• [The data]
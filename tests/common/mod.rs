//! Test infrastructure for mpv-voice-rs integration tests.
//!
//! Provides fake collaborators that stand in for `pactl`, the decoder and
//! capture processes, the control socket and the codec, so pipelines can be
//! driven without a host audio server.

#![allow(dead_code)]

use std::io::{Cursor, Read};
use std::path::PathBuf;
use std::sync::atomic::{AtomicBool, AtomicUsize, Ordering};
use std::sync::{Arc, Mutex};

pub use mpv_voice_rs::constants::FRAME_SIZE;
pub use mpv_voice_rs::control::{ControlChannel, ControlEndpoint, PlaybackControlState, PlayerCommand};
pub use mpv_voice_rs::encoder::{CodecFactory, FrameCodec};
pub use mpv_voice_rs::error::{PipelineError, Result};
pub use mpv_voice_rs::pipeline::{AudioPipeline, Backend, OpenOptions, PipelineState};
pub use mpv_voice_rs::process::{ManagedProcess, Output, ProcessState, ProcessSupervisor};
pub use mpv_voice_rs::session::{ControlAction, ControlReply, PlayerSession, SessionError};
pub use mpv_voice_rs::sink::{SinkHandle, SinkManager};
pub use mpv_voice_rs::source::FrameSource;

/// Size of every frame the fake codec emits.
pub const FAKE_PACKET_SIZE: usize = 16;

/// Sink manager counting create/destroy calls and recording volume requests.
#[derive(Default)]
pub struct FakeSinkManager {
    pub created: Mutex<Vec<String>>,
    pub destroyed: Mutex<Vec<SinkHandle>>,
    pub volumes: Mutex<Vec<u16>>,
    pub fail_create: AtomicBool,
    pub fail_volume: AtomicBool,
}

impl FakeSinkManager {
    pub fn create_count(&self) -> usize {
        self.created.lock().unwrap().len()
    }

    pub fn destroy_count(&self) -> usize {
        self.destroyed.lock().unwrap().len()
    }
}

impl SinkManager for FakeSinkManager {
    fn create(&self, name: &str) -> Result<SinkHandle> {
        if self.fail_create.load(Ordering::SeqCst) {
            return Err(PipelineError::SinkRegistration {
                message: "module-null-sink rejected".to_string(),
            });
        }

        let mut created = self.created.lock().unwrap();
        created.push(name.to_string());

        Ok(SinkHandle {
            name: name.to_string(),
            module_id: created.len() as u32,
        })
    }

    fn destroy(&self, handle: &SinkHandle) {
        self.destroyed.lock().unwrap().push(handle.clone());
    }

    fn set_volume(&self, _handle: &SinkHandle, level: u16) -> Result<()> {
        self.volumes.lock().unwrap().push(level);

        if self.fail_volume.load(Ordering::SeqCst) {
            return Err(PipelineError::SinkVolume {
                message: "set-sink-volume failed".to_string(),
            });
        }

        Ok(())
    }
}

/// Observable state of one fake process, shared with the test.
#[derive(Default)]
pub struct ProcessProbe {
    pub argv: Vec<String>,
    pub kills: AtomicUsize,
    pub exit_code: Mutex<Option<i32>>,
}

impl ProcessProbe {
    /// Makes the process report itself as exited with `code`.
    pub fn exit(&self, code: i32) {
        *self.exit_code.lock().unwrap() = Some(code);
    }

    pub fn kill_count(&self) -> usize {
        self.kills.load(Ordering::SeqCst)
    }
}

struct FakeProcess {
    probe: Arc<ProcessProbe>,
    stdout: Option<Box<dyn Read + Send>>,
}

impl ManagedProcess for FakeProcess {
    fn id(&self) -> u32 {
        4242
    }

    fn poll(&mut self) -> ProcessState {
        if self.probe.kill_count() > 0 {
            return ProcessState::Exited(None);
        }

        match *self.probe.exit_code.lock().unwrap() {
            Some(code) => ProcessState::Exited(Some(code)),
            None => ProcessState::Running,
        }
    }

    fn kill(&mut self) {
        self.probe.kills.fetch_add(1, Ordering::SeqCst);
    }

    fn take_stdout(&mut self) -> Option<Box<dyn Read + Send>> {
        self.stdout.take()
    }
}

/// Reader that counts how many times it was asked for data.
pub struct CountingReader {
    inner: Cursor<Vec<u8>>,
    reads: Arc<AtomicUsize>,
}

impl Read for CountingReader {
    fn read(&mut self, buf: &mut [u8]) -> std::io::Result<usize> {
        self.reads.fetch_add(1, Ordering::SeqCst);
        self.inner.read(buf)
    }
}

/// Supervisor handing out fake processes. The process spawned with a piped
/// stdout (the capture process) reads from `capture_data`.
#[derive(Default)]
pub struct FakeSupervisor {
    pub spawned: Mutex<Vec<Arc<ProcessProbe>>>,
    pub capture_data: Mutex<Vec<u8>>,
    pub capture_reads: Arc<AtomicUsize>,
    /// Spawn call index (0 = decoder, 1 = capture) that fails
    pub fail_at: Mutex<Option<usize>>,
}

impl FakeSupervisor {
    pub fn decoder(&self) -> Arc<ProcessProbe> {
        self.spawned.lock().unwrap()[0].clone()
    }

    pub fn capture(&self) -> Arc<ProcessProbe> {
        self.spawned.lock().unwrap()[1].clone()
    }

    pub fn spawn_count(&self) -> usize {
        self.spawned.lock().unwrap().len()
    }

    pub fn total_kills(&self) -> usize {
        self.spawned
            .lock()
            .unwrap()
            .iter()
            .map(|probe| probe.kill_count())
            .sum()
    }
}

impl ProcessSupervisor for FakeSupervisor {
    fn spawn(&self, argv: &[String], output: Output) -> Result<Box<dyn ManagedProcess>> {
        let mut spawned = self.spawned.lock().unwrap();

        if *self.fail_at.lock().unwrap() == Some(spawned.len()) {
            return Err(PipelineError::ProcessSpawn {
                program: argv[0].clone(),
                source: std::io::Error::new(std::io::ErrorKind::NotFound, "no such file"),
            });
        }

        let probe = Arc::new(ProcessProbe {
            argv: argv.to_vec(),
            ..ProcessProbe::default()
        });
        spawned.push(probe.clone());

        let stdout = match output {
            Output::Piped => Some(Box::new(CountingReader {
                inner: Cursor::new(self.capture_data.lock().unwrap().clone()),
                reads: self.capture_reads.clone(),
            }) as Box<dyn Read + Send>),
            Output::Discard => None,
        };

        Ok(Box::new(FakeProcess { probe, stdout }))
    }
}

/// Control channel recording every line it is asked to send.
#[derive(Default)]
pub struct FakeControlChannel {
    pub sent: Mutex<Vec<(PathBuf, String)>>,
    pub refuse: AtomicBool,
}

impl FakeControlChannel {
    pub fn commands(&self) -> Vec<String> {
        self.sent
            .lock()
            .unwrap()
            .iter()
            .map(|(_, command)| command.clone())
            .collect()
    }
}

impl ControlChannel for FakeControlChannel {
    fn send(&self, endpoint: &ControlEndpoint, command: &str) -> Result<()> {
        self.sent
            .lock()
            .unwrap()
            .push((endpoint.path.clone(), command.to_string()));

        if self.refuse.load(Ordering::SeqCst) {
            return Err(PipelineError::ControlChannel {
                endpoint: endpoint.path.clone(),
                message: "Connection refused".to_string(),
            });
        }

        Ok(())
    }
}

/// Codec emitting fixed-size frames and recording the chunk sizes it saw.
#[derive(Default)]
pub struct FakeCodecFactory {
    pub bitrates: Mutex<Vec<i32>>,
    pub chunks: Arc<Mutex<Vec<usize>>>,
    pub fail: AtomicBool,
}

struct FakeCodec {
    chunks: Arc<Mutex<Vec<usize>>>,
}

impl FrameCodec for FakeCodec {
    fn encode(&mut self, pcm: &[u8]) -> Result<Vec<u8>> {
        self.chunks.lock().unwrap().push(pcm.len());
        Ok(pcm[..FAKE_PACKET_SIZE].to_vec())
    }
}

impl CodecFactory for FakeCodecFactory {
    fn make(&self, bitrate: i32) -> Result<Box<dyn FrameCodec>> {
        if self.fail.load(Ordering::SeqCst) {
            return Err(PipelineError::Encoder {
                message: "unsupported bitrate".to_string(),
            });
        }

        self.bitrates.lock().unwrap().push(bitrate);
        Ok(Box::new(FakeCodec {
            chunks: self.chunks.clone(),
        }))
    }
}

/// All fakes of one test, plus the backend wired to them.
#[derive(Default)]
pub struct Fakes {
    pub sinks: Arc<FakeSinkManager>,
    pub supervisor: Arc<FakeSupervisor>,
    pub control: Arc<FakeControlChannel>,
    pub codecs: Arc<FakeCodecFactory>,
}

impl Fakes {
    pub fn new() -> Self {
        Self::default()
    }

    /// Fakes whose capture process yields `frames` full PCM frames.
    pub fn with_frames(frames: usize) -> Self {
        let fakes = Self::new();
        fakes.set_capture_data(pcm_frames(frames));
        fakes
    }

    pub fn set_capture_data(&self, data: Vec<u8>) {
        *self.supervisor.capture_data.lock().unwrap() = data;
    }

    pub fn backend(&self) -> Backend {
        Backend {
            sinks: self.sinks.clone(),
            supervisor: self.supervisor.clone(),
            control: self.control.clone(),
            codecs: self.codecs.clone(),
        }
    }

    /// Opens a pipeline on `track.mp3` at 128 kbps.
    pub fn open(&self) -> AudioPipeline {
        AudioPipeline::start(self.backend(), &test_options()).expect("Failed to open pipeline")
    }
}

pub fn test_options() -> OpenOptions {
    OpenOptions::new("track.mp3", 128_000)
}

/// `count` frames of PCM where frame `n` is filled with byte `n + 1`.
pub fn pcm_frames(count: usize) -> Vec<u8> {
    (0..count)
        .flat_map(|n| std::iter::repeat((n + 1) as u8).take(FRAME_SIZE))
        .collect()
}
//! Virtual audio sink on the host audio server.
//!
//! The decoder plays into a null sink and the capture process records from
//! that sink's monitor. All calls here shell out to `pactl` and block.

use crate::constants::{MAX_VOLUME, MIN_VOLUME};
use crate::error::{PipelineError, Result};
use std::process::Command;
use std::sync::Arc;

/// A registered sink, addressed by name for volume changes and by module id
/// for removal.
#[derive(Clone, Debug, PartialEq, Eq)]
pub struct SinkHandle {
    pub name: String,
    pub module_id: u32,
}

impl SinkHandle {
    /// Source name of the read-only tap on this sink's output.
    pub fn monitor_name(&self) -> String {
        format!("{}.monitor", self.name)
    }
}

pub trait SinkManager: Send + Sync {
    /// Registers a new null sink called `name`.
    fn create(&self, name: &str) -> Result<SinkHandle>;

    /// Unregisters the sink. Failures are logged by the implementation.
    fn destroy(&self, handle: &SinkHandle);

    /// Sets the sink volume. `level` is already clamped by the caller.
    fn set_volume(&self, handle: &SinkHandle, level: u16) -> Result<()>;
}

/// Clamps an arbitrary requested level into the audio server's volume scale.
pub fn clamp_volume(level: i64) -> u16 {
    level.clamp(MIN_VOLUME as i64, MAX_VOLUME as i64) as u16
}

/// `SinkManager` backed by the `pactl` command line tool.
pub struct PactlSinkManager {
    pactl: String,
}

impl PactlSinkManager {
    pub fn new(pactl: impl Into<String>) -> Self {
        Self {
            pactl: pactl.into(),
        }
    }

    fn run(&self, args: &[&str]) -> std::io::Result<std::process::Output> {
        debug!("Running {} {}", self.pactl, args.join(" "));
        Command::new(&self.pactl).args(args).output()
    }
}

impl SinkManager for PactlSinkManager {
    fn create(&self, name: &str) -> Result<SinkHandle> {
        let sink_arg = format!("sink_name={name}");
        let output = self
            .run(&["load-module", "module-null-sink", &sink_arg])
            .map_err(|e| PipelineError::SinkRegistration {
                message: format!("could not run {}: {e}", self.pactl),
            })?;

        if !output.status.success() {
            return Err(PipelineError::SinkRegistration {
                message: format!(
                    "pactl exited with {}: {}",
                    output.status,
                    String::from_utf8_lossy(&output.stderr).trim()
                ),
            });
        }

        let module_id = parse_module_id(&output.stdout)?;
        info!("Registered virtual sink {name} (module {module_id})");

        Ok(SinkHandle {
            name: name.to_string(),
            module_id,
        })
    }

    fn destroy(&self, handle: &SinkHandle) {
        let module_id = handle.module_id.to_string();
        match self.run(&["unload-module", &module_id]) {
            Ok(output) if output.status.success() => {
                info!("Unloaded virtual sink {}", handle.name);
            }
            Ok(output) => error!(
                "pactl failed to unload module {module_id} ({}): {}",
                output.status,
                String::from_utf8_lossy(&output.stderr).trim()
            ),
            Err(e) => error!("Could not run {} to unload module {module_id}: {e}", self.pactl),
        }
    }

    fn set_volume(&self, handle: &SinkHandle, level: u16) -> Result<()> {
        let level = level.to_string();
        let output = self
            .run(&["set-sink-volume", &handle.name, &level])
            .map_err(|e| PipelineError::SinkVolume {
                message: format!("could not run {}: {e}", self.pactl),
            })?;

        if !output.status.success() {
            return Err(PipelineError::SinkVolume {
                message: format!(
                    "pactl set-sink-volume {} {level} exited with {}",
                    handle.name, output.status
                ),
            });
        }

        Ok(())
    }
}

/// `pactl load-module` prints the new module's index on stdout.
pub(crate) fn parse_module_id(stdout: &[u8]) -> Result<u32> {
    let text = String::from_utf8_lossy(stdout);
    text.trim()
        .parse()
        .map_err(|_| PipelineError::SinkRegistration {
            message: format!("unexpected pactl output: {:?}", text.trim()),
        })
}

/// Exclusive ownership of a registered sink plus its cached volume.
///
/// The sink is unregistered exactly once, either by [`SinkGuard::release`] or
/// when the guard is dropped.
pub struct SinkGuard {
    manager: Arc<dyn SinkManager>,
    handle: Option<SinkHandle>,
    volume: u16,
}

impl SinkGuard {
    pub fn create(manager: Arc<dyn SinkManager>, name: &str) -> Result<Self> {
        let handle = manager.create(name)?;

        Ok(Self {
            manager,
            handle: Some(handle),
            volume: MAX_VOLUME,
        })
    }

    pub fn handle(&self) -> Option<&SinkHandle> {
        self.handle.as_ref()
    }

    /// Last requested volume, not re-queried from the server.
    pub fn volume(&self) -> u16 {
        self.volume
    }

    /// Clamps and caches `level`, then asks the server to apply it. The cache
    /// is updated even when the server call fails.
    pub fn set_volume(&mut self, level: i64) -> Result<u16> {
        let level = clamp_volume(level);
        self.volume = level;

        if let Some(handle) = &self.handle {
            self.manager.set_volume(handle, level)?;
        }

        Ok(level)
    }

    pub fn release(&mut self) {
        if let Some(handle) = self.handle.take() {
            self.manager.destroy(&handle);
        }
    }
}

impl Drop for SinkGuard {
    fn drop(&mut self) {
        self.release();
    }
}
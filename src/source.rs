//! Pull-based frame source consumed by the voice transport.
//!
//! The transport calls `read` once per frame interval on its own thread. An
//! empty result means no frame is available right now.

use crate::pipeline::AudioPipeline;
use byteorder::{LittleEndian, WriteBytesExt};
use std::io::Write;
use std::sync::Arc;

pub trait FrameSource: Send + Sync {
    /// One encoded frame, or empty bytes.
    fn read(&self) -> Vec<u8>;

    /// Whether `read` returns codec frames rather than raw PCM.
    fn is_encoded_format(&self) -> bool;

    /// Releases everything the source holds.
    fn cleanup(&self);
}

impl FrameSource for AudioPipeline {
    fn read(&self) -> Vec<u8> {
        AudioPipeline::read(self).unwrap_or_default()
    }

    fn is_encoded_format(&self) -> bool {
        true
    }

    fn cleanup(&self) {
        self.close();
    }
}

impl<T: FrameSource + ?Sized> FrameSource for Arc<T> {
    fn read(&self) -> Vec<u8> {
        (**self).read()
    }

    fn is_encoded_format(&self) -> bool {
        (**self).is_encoded_format()
    }

    fn cleanup(&self) {
        (**self).cleanup()
    }
}

/// Writes frames from `source` to `output` until it runs dry, each frame
/// prefixed with its length as a little endian `i16`. Returns the number of
/// frames written.
pub fn write_packets<S, W>(source: &S, output: &mut W) -> std::io::Result<u64>
where
    S: FrameSource + ?Sized,
    W: Write,
{
    let mut frames = 0;

    loop {
        let frame = source.read();
        if frame.is_empty() {
            break;
        }

        output.write_i16::<LittleEndian>(frame.len() as i16)?;
        output.write_all(&frame)?;
        frames += 1;
    }

    output.flush()?;
    Ok(frames)
}
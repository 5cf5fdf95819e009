//! Single-buffer text input with a char cursor.

use unicode_width::UnicodeWidthStr;

#[derive(Debug, Clone, Default, PartialEq, Eq)]
pub struct TextInput {
    text: String,
    /// Cursor position in chars.
    cursor: usize,
}

impl TextInput {
    pub fn new() -> Self {
        Self::default()
    }

    pub fn text(&self) -> &str {
        &self.text
    }

    pub fn is_blank(&self) -> bool {
        self.text.trim().is_empty()
    }

    fn byte_index(&self) -> usize {
        self.text
            .char_indices()
            .nth(self.cursor)
            .map(|(i, _)| i)
            .unwrap_or(self.text.len())
    }

    pub fn insert_char(&mut self, c: char) {
        let at = self.byte_index();
        self.text.insert(at, c);
        self.cursor += 1;
    }

    pub fn insert_str(&mut self, s: &str) {
        for c in s.chars() {
            self.insert_char(c);
        }
    }

    pub fn backspace(&mut self) {
        if self.cursor == 0 {
            return;
        }
        self.cursor -= 1;
        let at = self.byte_index();
        self.text.remove(at);
    }

    pub fn delete(&mut self) {
        if self.cursor < self.text.chars().count() {
            let at = self.byte_index();
            self.text.remove(at);
        }
    }

    pub fn move_left(&mut self) {
        self.cursor = self.cursor.saturating_sub(1);
    }

    pub fn move_right(&mut self) {
        self.cursor = (self.cursor + 1).min(self.text.chars().count());
    }

    pub fn move_home(&mut self) {
        self.cursor = 0;
    }

    pub fn move_end(&mut self) {
        self.cursor = self.text.chars().count();
    }

    /// Display width of the text before the cursor.
    pub fn cursor_column(&self) -> u16 {
        let before = &self.text[..self.byte_index()];
        before.width() as u16
    }

    /// Empty the input and return what it held.
    pub fn take(&mut self) -> String {
        self.cursor = 0;
        std::mem::take(&mut self.text)
    }

    pub fn clear(&mut self) {
        self.take();
    }
}
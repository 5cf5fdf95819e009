//! Application configuration.
//!
//! `AppConfig` is a plain value. Only the binary calls [`AppConfig::from_env`];
//! library code receives the config explicitly.

use std::time::Duration;

use crate::error::ConfigError;

/// Default model for chat and script generation.
pub const DEFAULT_MODEL: &str = "gemini-3-flash-preview";

/// Default Generative Language API endpoint.
pub const DEFAULT_BASE_URL: &str = "https://generativelanguage.googleapis.com";

/// Environment variables checked for the API key, in order.
pub const API_KEY_VARS: [&str; 3] = ["OMNITOOL_API_KEY", "GEMINI_API_KEY", "API_KEY"];

/// Configuration for the AI-backed features.
///
/// # Example
///
/// ```
/// use omnitool::startup::AppConfig;
///
/// let config = AppConfig::default()
///     .with_api_key("test-key")
///     .with_model("gemini-2.5-pro");
/// assert_eq!(config.model, "gemini-2.5-pro");
/// ```
#[derive(Debug, Clone, PartialEq, Eq)]
pub struct AppConfig {
    /// Key sent as `x-goog-api-key`. AI features are disabled without it.
    pub api_key: Option<String>,
    /// Model identifier used for chat sessions and loader scripts.
    pub model: String,
    /// Service base URL, without the `/v1beta` suffix.
    pub base_url: String,
    /// Per-request timeout in seconds.
    pub request_timeout_secs: u64,
}

impl Default for AppConfig {
    fn default() -> Self {
        Self {
            api_key: None,
            model: DEFAULT_MODEL.to_string(),
            base_url: DEFAULT_BASE_URL.to_string(),
            request_timeout_secs: 60,
        }
    }
}

impl AppConfig {
    pub fn new() -> Self {
        Self::default()
    }

    pub fn with_api_key(mut self, key: impl Into<String>) -> Self {
        self.api_key = Some(key.into());
        self
    }

    pub fn with_model(mut self, model: impl Into<String>) -> Self {
        self.model = model.into();
        self
    }

    pub fn with_base_url(mut self, url: impl Into<String>) -> Self {
        self.base_url = url.into();
        self
    }

    pub fn with_request_timeout(mut self, secs: u64) -> Self {
        self.request_timeout_secs = secs;
        self
    }

    pub fn request_timeout(&self) -> Duration {
        Duration::from_secs(self.request_timeout_secs)
    }

    /// The API key, or [`ConfigError::MissingApiKey`] if absent or blank.
    pub fn require_api_key(&self) -> Result<&str, ConfigError> {
        match self.api_key.as_deref().map(str::trim) {
            Some(key) if !key.is_empty() => Ok(key),
            _ => Err(ConfigError::MissingApiKey),
        }
    }

    /// Build a config from process environment variables.
    pub fn from_env() -> Result<Self, ConfigError> {
        Self::from_lookup(|name| std::env::var(name).ok())
    }

    /// Build a config from an arbitrary variable lookup.
    pub fn from_lookup<F>(lookup: F) -> Result<Self, ConfigError>
    where
        F: Fn(&str) -> Option<String>,
    {
        let mut config = Self::default();

        config.api_key = API_KEY_VARS
            .iter()
            .filter_map(|&name| lookup(name))
            .find(|value| !value.trim().is_empty());

        if let Some(model) = lookup("OMNITOOL_MODEL").filter(|m| !m.trim().is_empty()) {
            config.model = model.trim().to_string();
        }
        if let Some(url) = lookup("OMNITOOL_BASE_URL").filter(|u| !u.trim().is_empty()) {
            config.base_url = url.trim().trim_end_matches('/').to_string();
        }
        if let Some(raw) = lookup("OMNITOOL_TIMEOUT_SECS") {
            config.request_timeout_secs =
                raw.trim()
                    .parse::<u64>()
                    .map_err(|e| ConfigError::InvalidValue {
                        key: "OMNITOOL_TIMEOUT_SECS".to_string(),
                        message: e.to_string(),
                    })?;
        }

        Ok(config)
    }
}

• [Aim of the task] Write out each line above with the word "AudioPipeline".

• [Task output]
pub use mpv_voice_rs::pipeline::{AudioPipeline, Backend, OpenOptions, PipelineState};
    pub fn open(&self) -> AudioPipeline {
        AudioPipeline::start(self.backend(), &test_options()).expect("Failed to open pipeline")
use crate::pipeline::AudioPipeline;
impl FrameSource for AudioPipeline {
        AudioPipeline::read(self).unwrap_or_default()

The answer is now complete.